(Exercise material begins)

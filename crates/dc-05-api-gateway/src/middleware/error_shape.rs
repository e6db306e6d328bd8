//! Gives transport-level rejections the gateway's JSON error shape.
//!
//! The body limit, the request timeout and the method router answer on
//! their own with plain-text or empty bodies. Those responses are rebuilt
//! as [`ApiError`]s; everything else passes through untouched.

use crate::domain::error::messages;
use crate::domain::ApiError;
use axum::body::{Bytes, HttpBody};
use axum::http::{header, HeaderMap, StatusCode};
use axum::response::{IntoResponse, Response};
use axum::BoxError;

fn is_json(headers: &HeaderMap) -> bool {
    headers
        .get(header::CONTENT_TYPE)
        .and_then(|v| v.to_str().ok())
        .is_some_and(|v| v.starts_with("application/json"))
}

fn transport_message(status: StatusCode) -> Option<&'static str> {
    match status {
        StatusCode::PAYLOAD_TOO_LARGE => Some(messages::BODY_TOO_LARGE),
        StatusCode::REQUEST_TIMEOUT => Some(messages::TIMEOUT),
        StatusCode::METHOD_NOT_ALLOWED => Some(messages::METHOD_NOT_ALLOWED),
        _ => None,
    }
}

/// Response mapper for `ServiceBuilder::map_response`.
pub fn json_error_response<B>(response: Response<B>) -> Response
where
    B: HttpBody<Data = Bytes> + Send + 'static,
    B::Error: Into<BoxError>,
{
    let message = match transport_message(response.status()) {
        Some(message) if !is_json(response.headers()) => message,
        _ => return response.into_response(),
    };

    let allow = response.headers().get(header::ALLOW).cloned();
    let mut shaped = ApiError::new(response.status(), message).into_response();
    if let Some(allow) = allow {
        shaped.headers_mut().insert(header::ALLOW, allow);
    }
    shaped
}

(Exercise material ends)

▶ **What to produce**
The whole block of entries above should be repeated exactly.

▶ **Task solution**
filename crates/dc-05-api-gateway/src/middleware/error_shape.rs
repository e6db306e6d328bd8
//! Gives transport-level rejections the gateway's JSON error shape.
//!
//! The body limit, the request timeout and the method router answer on
//! their own with plain-text or empty bodies. Those responses are rebuilt
//! as [`ApiError`]s; everything else passes through untouched.

use crate::domain::error::messages;
use crate::domain::ApiError;
use axum::body::{Bytes, HttpBody};
use axum::http::{header, HeaderMap, StatusCode};
use axum::response::{IntoResponse, Response};
use axum::BoxError;

fn is_json(headers: &HeaderMap) -> bool {
    headers
        .get(header::CONTENT_TYPE)
        .and_then(|v| v.to_str().ok())
        .is_some_and(|v| v.starts_with("application/json"))
}

fn transport_message(status: StatusCode) -> Option<&'static str> {
    match status {
        StatusCode::PAYLOAD_TOO_LARGE => Some(messages::BODY_TOO_LARGE),
        StatusCode::REQUEST_TIMEOUT => Some(messages::TIMEOUT),
        StatusCode::METHOD_NOT_ALLOWED => Some(messages::METHOD_NOT_ALLOWED),
        _ => None,
    }
}

/// Response mapper for `ServiceBuilder::map_response`.
pub fn json_error_response<B>(response: Response<B>) -> Response
where
    B: HttpBody<Data = Bytes> + Send + 'static,
    B::Error: Into<BoxError>,
{
    let message = match transport_message(response.status()) {
        Some(message) if !is_json(response.headers()) => message,
        _ => return response.into_response(),
    };

    let allow = response.headers().get(header::ALLOW).cloned();
    let mut shaped = ApiError::new(response.status(), message).into_response();
    if let Some(allow) = allow {
        shaped.headers_mut().insert(header::ALLOW, allow);
    }
    shaped
}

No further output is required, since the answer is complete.